Flash and the Pan was formed by Harry Vanda and George Young in mid-1976 in Sydney, Australia. It was initially a studio-only pop rock band, with both members on guitar, keyboards and vocals. The duo had been the key creative members of the Easybeats, and subsequently worked, both in Australia and in the United Kingdom (UK), as the songwriting and producing team, Vanda & Young. From mid-1973, they were A&R agents for Albert Productions, and its in-house producers at Albert Studios in Sydney.

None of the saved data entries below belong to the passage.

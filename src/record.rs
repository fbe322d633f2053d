use chrono::NaiveDateTime;

#[derive(Debug, Clone, Copy, PartialEq)]
pub struct MeasurementRecord {
    pub timestamp: NaiveDateTime,
    /// Raw PT928 reading, 0 means no reading.
    pub pressure: u32,
    /// Degrees Celsius.
    pub temperature: f32,
    /// Supply voltage in volts.
    pub voltage: f32,
}

impl MeasurementRecord {
    /// Only complete samples are worth persisting.
    pub fn is_valid(&self) -> bool {
        self.pressure != 0 && !self.temperature.is_nan()
    }

    /// One log row, `'dd-mm-yyyy hh:mm:ss:mmm','p','t','v'` plus newline.
    pub fn to_row(&self) -> String {
        format!(
            "'{}','{}','{:.2}','{:.2}'\n",
            self.timestamp.format("%d-%m-%Y %H:%M:%S:%3f"),
            self.pressure,
            self.temperature,
            self.voltage
        )
    }
}

#[cfg(test)]
mod test {
    use super::*;
    use chrono::NaiveDate;

    fn at(ms: u32) -> NaiveDateTime {
        NaiveDate::from_ymd_opt(2025, 3, 7)
            .unwrap()
            .and_hms_milli_opt(9, 4, 5, ms)
            .unwrap()
    }

    #[test]
    fn row_format() {
        let record = MeasurementRecord {
            timestamp: at(26),
            pressure: 1193046,
            temperature: 21.456,
            voltage: 12.1,
        };
        assert_eq!(record.to_row(), "'07-03-2025 09:04:05:026','1193046','21.46','12.10'\n");
    }

    #[test]
    fn validity() {
        let mut record = MeasurementRecord {
            timestamp: at(0),
            pressure: 5,
            temperature: 20.0,
            voltage: f32::NAN,
        };
        assert!(record.is_valid());

        record.temperature = f32::NAN;
        assert!(!record.is_valid());

        record.temperature = 20.0;
        record.pressure = 0;
        assert!(!record.is_valid());
    }
}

It all began with an unfinished Easybeats London demo. Ted Albert was keen for them to use it but it did not suit any of the artists they were working with, namely Stevie Wright, John Paul Young or William Shakespeare. So they ended up doing it themselves. The name came from an off-the-cuff remark of Harry's that this would just be a flash in the pan thing.

Flash and the Pan's debut single, "Hey, St. Peter", which they had co-written and co-produced, was issued in September 1976 on Albert Productions "as an engaging diversion from the real job of record production for other artists." It peaked at No.5 on the Kent Music Report Singles Chart in February 1977. Australian musicologist Ian McFarlane felt "[t]he music was based around an accessible, yet inventive synthesiser-based pop rock sound with an emphasis on George's spoken-word vocals and shouted chorus."

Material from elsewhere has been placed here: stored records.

//! Logical sound identifiers.
//!
//! A [`SoundId`] is the normalized form of whatever a timer configuration
//! names as a sound: the empty string for silence, one of three canonical
//! built-in ids, or an opaque sound library id. Normalization folds the
//! many historical spellings and labels into those forms and is idempotent.

use std::fmt;

use serde::{Deserialize, Deserializer, Serialize, Serializer};
use serde_json::Value;

/// Canonical id of the single beep.
pub const BEEP_ID: &str = "builtin-beep";
/// Canonical id of the triple beep.
pub const TRIPLE_BEEP_ID: &str = "builtin-beep3";
/// Canonical id of the looping alarm.
pub const LOOP_ALARM_ID: &str = "alarm8";

const SILENCE_ALIASES: &[&str] = &["none", "(none)", "mute", "silent"];
const BEEP_ALIASES: &[&str] = &[
    "alarm",
    "beep",
    "builtin-beep",
    "builtin:beep",
    "ピッ",
    "ぴっ",
    "ﾋﾟｯ",
];
const TRIPLE_BEEP_ALIASES: &[&str] = &[
    "beep3",
    "builtin-beep3",
    "builtin:beep3",
    "ピピピッ",
    "ぴぴぴっ",
    "ﾋﾟﾋﾟﾋﾟｯ",
];
const LOOP_ALARM_ALIASES: &[&str] = &["alarm8", "builtin-alarm8", "builtin:alarm8", "ループ", "るーぷ"];

/// Time-announcement presets: `"<relation>:<seconds>"` to the display name the
/// matching voice clip is registered under in the sound library.
pub const TIME_PRESETS: &[(&str, &str)] = &[
    ("before:10", "10 seconds ago"),
    ("before:15", "15 seconds ago"),
    ("before:20", "20 seconds ago"),
    ("before:30", "30 seconds ago"),
    ("before:40", "40 seconds ago"),
    ("before:45", "45 seconds ago"),
    ("before:50", "50 seconds ago"),
    ("before:60", "1 minute ago"),
    ("elapsed:60", "1 minute has passed"),
    ("elapsed:120", "2 minutes have passed"),
    ("elapsed:180", "3 minutes have passed"),
    ("elapsed:240", "4 minutes have passed"),
    ("elapsed:300", "5 minutes have passed"),
    ("elapsed:600", "10 minutes have passed"),
    ("elapsed:900", "15 minutes have passed"),
    ("elapsed:1200", "20 minutes have passed"),
    ("elapsed:1500", "25 minutes have passed"),
    ("elapsed:1800", "30 minutes have passed"),
    ("elapsed:2400", "40 minutes have passed"),
    ("elapsed:2700", "45 minutes have passed"),
    ("elapsed:3000", "50 minutes have passed"),
    ("elapsed:3600", "1 hour has passed"),
];

// ============================================================================
// BuiltinTone
// ============================================================================

/// The three tones synthesized by the player itself.
#[derive(Debug, Clone, Copy, PartialEq, Eq, Hash)]
pub enum BuiltinTone {
    /// Short single beep.
    Beep,
    /// Three short beeps.
    TripleBeep,
    /// Triple-beep pattern repeated for as long as it plays.
    LoopAlarm,
}

impl BuiltinTone {
    /// Returns the canonical sound id of this tone.
    #[must_use]
    pub const fn id(self) -> &'static str {
        match self {
            Self::Beep => BEEP_ID,
            Self::TripleBeep => TRIPLE_BEEP_ID,
            Self::LoopAlarm => LOOP_ALARM_ID,
        }
    }

    /// Maps a canonical id back to its tone.
    #[must_use]
    pub fn from_id(id: &str) -> Option<Self> {
        match id {
            BEEP_ID => Some(Self::Beep),
            TRIPLE_BEEP_ID => Some(Self::TripleBeep),
            LOOP_ALARM_ID => Some(Self::LoopAlarm),
            _ => None,
        }
    }

    /// Japanese label shown next to sound pickers.
    #[must_use]
    pub const fn label(self) -> &'static str {
        match self {
            Self::Beep => "ピッ",
            Self::TripleBeep => "ピピピッ",
            Self::LoopAlarm => "ピピピッ（ループ）",
        }
    }
}

// ============================================================================
// SoundId
// ============================================================================

/// A normalized logical sound identifier.
///
/// The inner string is always the output of [`normalize_sound_id`], so two
/// ids that name the same sound compare equal.
#[derive(Debug, Clone, Default, PartialEq, Eq, Hash)]
pub struct SoundId(String);

impl SoundId {
    /// Normalizes `raw` into a sound id.
    #[must_use]
    pub fn new(raw: &str) -> Self {
        Self(normalize_sound_id(raw))
    }

    /// The silent sound.
    #[must_use]
    pub fn silence() -> Self {
        Self(String::new())
    }

    /// The id of a built-in tone.
    #[must_use]
    pub fn builtin(tone: BuiltinTone) -> Self {
        Self(tone.id().to_string())
    }

    /// Builds an id from a loosely shaped JSON value.
    ///
    /// Strings are used directly; objects contribute their `id`, `value` or
    /// `label` field (first present wins); numbers are stringified; anything
    /// else is silence.
    #[must_use]
    pub fn from_value(value: &Value) -> Self {
        match value {
            Value::String(s) => Self::new(s),
            Value::Number(n) => Self::new(&n.to_string()),
            Value::Object(map) => ["id", "value", "label"]
                .iter()
                .find_map(|key| map.get(*key).filter(|v| !v.is_null()))
                .map_or_else(Self::silence, Self::from_value),
            _ => Self::silence(),
        }
    }

    /// Returns true if this id plays nothing.
    #[must_use]
    pub fn is_silence(&self) -> bool {
        self.0.is_empty()
    }

    /// Returns the built-in tone this id names, if any.
    #[must_use]
    pub fn builtin_tone(&self) -> Option<BuiltinTone> {
        BuiltinTone::from_id(&self.0)
    }

    /// Returns the normalized string form.
    #[must_use]
    pub fn as_str(&self) -> &str {
        &self.0
    }

    /// Human readable label (built-in labels in Japanese, silence as 無音).
    #[must_use]
    pub fn label(&self) -> String {
        if self.is_silence() {
            return "無音".to_string();
        }
        if let Some(tone) = self.builtin_tone() {
            return tone.label().to_string();
        }
        self.0.clone()
    }
}

impl fmt::Display for SoundId {
    fn fmt(&self, f: &mut fmt::Formatter<'_>) -> fmt::Result {
        if self.is_silence() {
            f.write_str("none")
        } else {
            f.write_str(&self.0)
        }
    }
}

impl From<&str> for SoundId {
    fn from(raw: &str) -> Self {
        Self::new(raw)
    }
}

impl From<BuiltinTone> for SoundId {
    fn from(tone: BuiltinTone) -> Self {
        Self::builtin(tone)
    }
}

impl Serialize for SoundId {
    fn serialize<S: Serializer>(&self, serializer: S) -> Result<S::Ok, S::Error> {
        // Silence is persisted as "none", the spelling older boards wrote.
        serializer.collect_str(self)
    }
}

impl<'de> Deserialize<'de> for SoundId {
    fn deserialize<D: Deserializer<'de>>(deserializer: D) -> Result<Self, D::Error> {
        let value = Value::deserialize(deserializer)?;
        Ok(Self::from_value(&value))
    }
}

// ============================================================================
// Normalization
// ============================================================================

/// Normalizes a raw sound reference.
///
/// - strips any number of `sound:` prefixes and surrounding whitespace
/// - maps `t:<relation>:<seconds>` presets to the slug of their voice name
/// - folds silence and built-in aliases (case-insensitive) to canonical ids
/// - returns every other value trimmed but otherwise unchanged
///
/// `normalize_sound_id(&normalize_sound_id(x)) == normalize_sound_id(x)`.
#[must_use]
pub fn normalize_sound_id(raw: &str) -> String {
    let mut s = raw.trim();
    while let Some(rest) = s.strip_prefix("sound:") {
        s = rest.trim();
    }
    if s.is_empty() {
        return String::new();
    }

    if let Some(slug) = resolve_time_preset(s) {
        return normalize_sound_id(&slug);
    }

    let lower = s.to_lowercase();
    let is = |aliases: &[&str]| aliases.contains(&s) || aliases.contains(&lower.as_str());

    if is(SILENCE_ALIASES) {
        String::new()
    } else if is(BEEP_ALIASES) {
        BEEP_ID.to_string()
    } else if is(TRIPLE_BEEP_ALIASES) {
        TRIPLE_BEEP_ID.to_string()
    } else if is(LOOP_ALARM_ALIASES) {
        LOOP_ALARM_ID.to_string()
    } else {
        s.to_string()
    }
}

// ============================================================================
// Time announcements
// ============================================================================

/// A spoken time announcement.
#[derive(Debug, Clone, Copy, PartialEq, Eq)]
pub enum TimeCue {
    /// "N seconds ago", relative to the end.
    Before(u32),
    /// "N minutes have passed", relative to the start.
    Elapsed(u32),
}

impl TimeCue {
    fn preset_key(self) -> String {
        match self {
            Self::Before(s) => format!("before:{s}"),
            Self::Elapsed(s) => format!("elapsed:{s}"),
        }
    }

    /// Slug of the name listed in [`TIME_PRESETS`], if the cue is listed.
    #[must_use]
    pub fn preset_slug(self) -> Option<String> {
        let key = self.preset_key();
        TIME_PRESETS
            .iter()
            .find(|(k, _)| *k == key)
            .map(|(_, name)| slugify(name))
    }

    /// Slug of the generated name older boards saved: seconds for `before`,
    /// whole minutes (rounded) for `elapsed`.
    #[must_use]
    pub fn generated_slug(self) -> String {
        match self {
            Self::Before(s) => format!("{s}-seconds-ago"),
            Self::Elapsed(s) => format!("{}-minutes-have-passed", (s + 30) / 60),
        }
    }

    /// Parses a spoken-name slug.
    ///
    /// Accepts `30-seconds-ago`, `2-minutes-have-passed`,
    /// `1-hour-has-passed` and short forms such as `30s-ago` or `1m-elapsed`.
    #[must_use]
    pub fn from_slug(slug: &str) -> Option<Self> {
        let digits = slug.find(|c: char| !c.is_ascii_digit())?;
        if digits == 0 {
            return None;
        }
        let count: u32 = slug[..digits].parse().ok()?;
        let rest = &slug[digits..];
        let rest = rest.strip_prefix('-').unwrap_or(rest);
        let (unit, suffix) = rest.split_once('-')?;
        let scale = match unit {
            "s" | "sec" | "secs" | "second" | "seconds" => 1,
            "m" | "min" | "mins" | "minute" | "minutes" => 60,
            "h" | "hr" | "hrs" | "hour" | "hours" => 3600,
            _ => return None,
        };
        let seconds = count.checked_mul(scale)?;
        match suffix {
            "ago" => Some(Self::Before(seconds)),
            "has-passed" | "have-passed" | "passed" | "elapsed" => Some(Self::Elapsed(seconds)),
            _ => None,
        }
    }
}

/// Maps `t:before:30` style presets to the slug of their voice name.
///
/// Listed presets use the [`TIME_PRESETS`] name; other second counts use the
/// generated name. Returns `None` for anything that is not a preset.
#[must_use]
pub fn resolve_time_preset(raw: &str) -> Option<String> {
    let key = raw.strip_prefix("t:")?;
    let (relation, seconds) = key.split_once(':')?;
    let seconds: u32 = seconds.trim().parse().ok()?;
    let cue = match relation {
        "before" => TimeCue::Before(seconds),
        "elapsed" => TimeCue::Elapsed(seconds),
        _ => return None,
    };
    Some(cue.preset_slug().unwrap_or_else(|| cue.generated_slug()))
}

/// Other slugs a library clip for the same announcement may be named by.
///
/// `1-minute-has-passed` and `1-minutes-have-passed` name the same clip;
/// `slug` itself is not included.
#[must_use]
pub fn time_slug_aliases(slug: &str) -> Vec<String> {
    let Some(cue) = TimeCue::from_slug(slug) else {
        return Vec::new();
    };
    let mut aliases = Vec::with_capacity(2);
    for alias in cue.preset_slug().into_iter().chain([cue.generated_slug()]) {
        if alias != slug && !aliases.contains(&alias) {
            aliases.push(alias);
        }
    }
    aliases
}

/// Lowercases and reduces a label to `[a-z0-9-]`, collapsing runs of `-`.
#[must_use]
pub fn slugify(label: &str) -> String {
    let mut out = String::with_capacity(label.len());
    for ch in label.trim().to_lowercase().chars() {
        let ch = if ch.is_ascii_lowercase() || ch.is_ascii_digit() {
            ch
        } else {
            '-'
        };
        if ch == '-' && (out.is_empty() || out.ends_with('-')) {
            continue;
        }
        out.push(ch);
    }
    while out.ends_with('-') {
        out.pop();
    }
    out
}
//! Persistence error types.

use thiserror::Error;

/// Errors raised by a [`KeyValueStore`](super::KeyValueStore).
#[derive(Debug, Error)]
pub enum StoreError {
    /// The write would exceed the storage quota.
    #[error("保存容量の上限を超えました（{needed} / {limit} バイト）")]
    QuotaExceeded {
        /// Bytes the store would occupy after the write.
        needed: usize,
        /// Configured quota in bytes.
        limit: usize,
    },

    /// Underlying file I/O failed.
    #[error("ストレージの入出力に失敗しました: {0}")]
    Io(#[from] std::io::Error),

    /// A stored value could not be (de)serialized.
    #[error("保存データの変換に失敗しました: {0}")]
    Serialization(#[from] serde_json::Error),

    /// No location is available for the store.
    #[error("保存先が見つかりません: {0}")]
    Unavailable(String),
}

impl StoreError {
    /// Returns true if the failure is a quota/space problem.
    ///
    /// These are the only persistence failures shown to the user.
    #[must_use]
    pub fn is_quota(&self) -> bool {
        match self {
            Self::QuotaExceeded { .. } => true,
            Self::Io(e) => e.kind() == std::io::ErrorKind::StorageFull,
            _ => false,
        }
    }
}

John Paul Young (no relation), speaking to Kathy McCabe of News Corp Australia, remembered the story of the song: "George was in New York chatting to the hotel doorman about the weather and the African American guy says 'Oh well, man, when my time comes, I am going to say to St Peter "You can't send me to hell, I have done my time in hell in New York!'" George just picked up things you and I would say and turn them into songs." John Paul Young had hit singles written and produced by Vanda & Young, including "Yesterday's Hero" (1975) and "Love Is in the Air" (1977).

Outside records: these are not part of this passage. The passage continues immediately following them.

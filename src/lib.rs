//! Timer Board Library
//!
//! This library provides the core functionality for the timer board CLI.
//! It includes:
//! - Countdown engine with notifications, toggle buttons and numeric entry
//! - End-of-countdown sequence with a cancellable watchdog
//! - Sound resolution, the user sound library and audio playback
//! - Persistence of card configurations and board settings
//! - CLI command parsing and display utilities

pub mod cli;
pub mod engine;
pub mod sound;
pub mod store;
pub mod types;

// Re-export commonly used types for convenience
pub use engine::{
    run_ticker, CountdownEngine, EndPlan, EndSequenceCoordinator, EngineError, TimerEvent,
    TimerPhase,
};

// Re-export sound types
pub use sound::{
    MockSoundPlayer, NoopSoundPlayer, RodioSoundPlayer, SoundError, SoundId, SoundLibrary,
    SoundPlayer, SoundResolver,
};

// Re-export store types
pub use store::{BoardStore, JsonFileStore, KeyValueStore, MemoryStore, SlotStore, StoreError};

// Re-export configuration types
pub use types::{BoardSettings, ReturnMode, SlotId, TimerCardConfig, TimerMode};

"Hey, St. Peter" was released in July 1977 on Mercury Records for continental Europe, where it reached No.6 on the Belgian Ultratop 50 Singles chart and No.7 on the Netherlands' Dutch Top 40. In the United Kingdom, it appeared on the Ensign Records label, and for the North American market it was issued in July 1979 on Epic Records, peaking at No.76 on the Billboard Hot 100 in August of that year. Their second single, "Down Among the Dead Men", was issued in Australia in July 1978, and peaked at No.4 on the Kent Music Report. On the UK Singles Chart, re-titled "And the Band Played On", it reached No.54. In November, they followed with their third single, "The African Shuffle".

The group's debut album, Flash and the Pan, was issued in Australia on Albert Productions in December 1978, and internationally in the following year on Mercury, Ensign and Epic. It was recorded at Albert Studios in Sydney, co-produced by the duo, who co-wrote nine of its ten tracks. The only song not written by them was "California" credited to M. James. Songwriters would often register songs under false names due to contractual issues. Vanda confirms that the author of this song was actually George's brother Alex Young, "I really liked Alex. He was very much his own man. He wrote 'California' and I thought that song was perfect for Flash and the Pan."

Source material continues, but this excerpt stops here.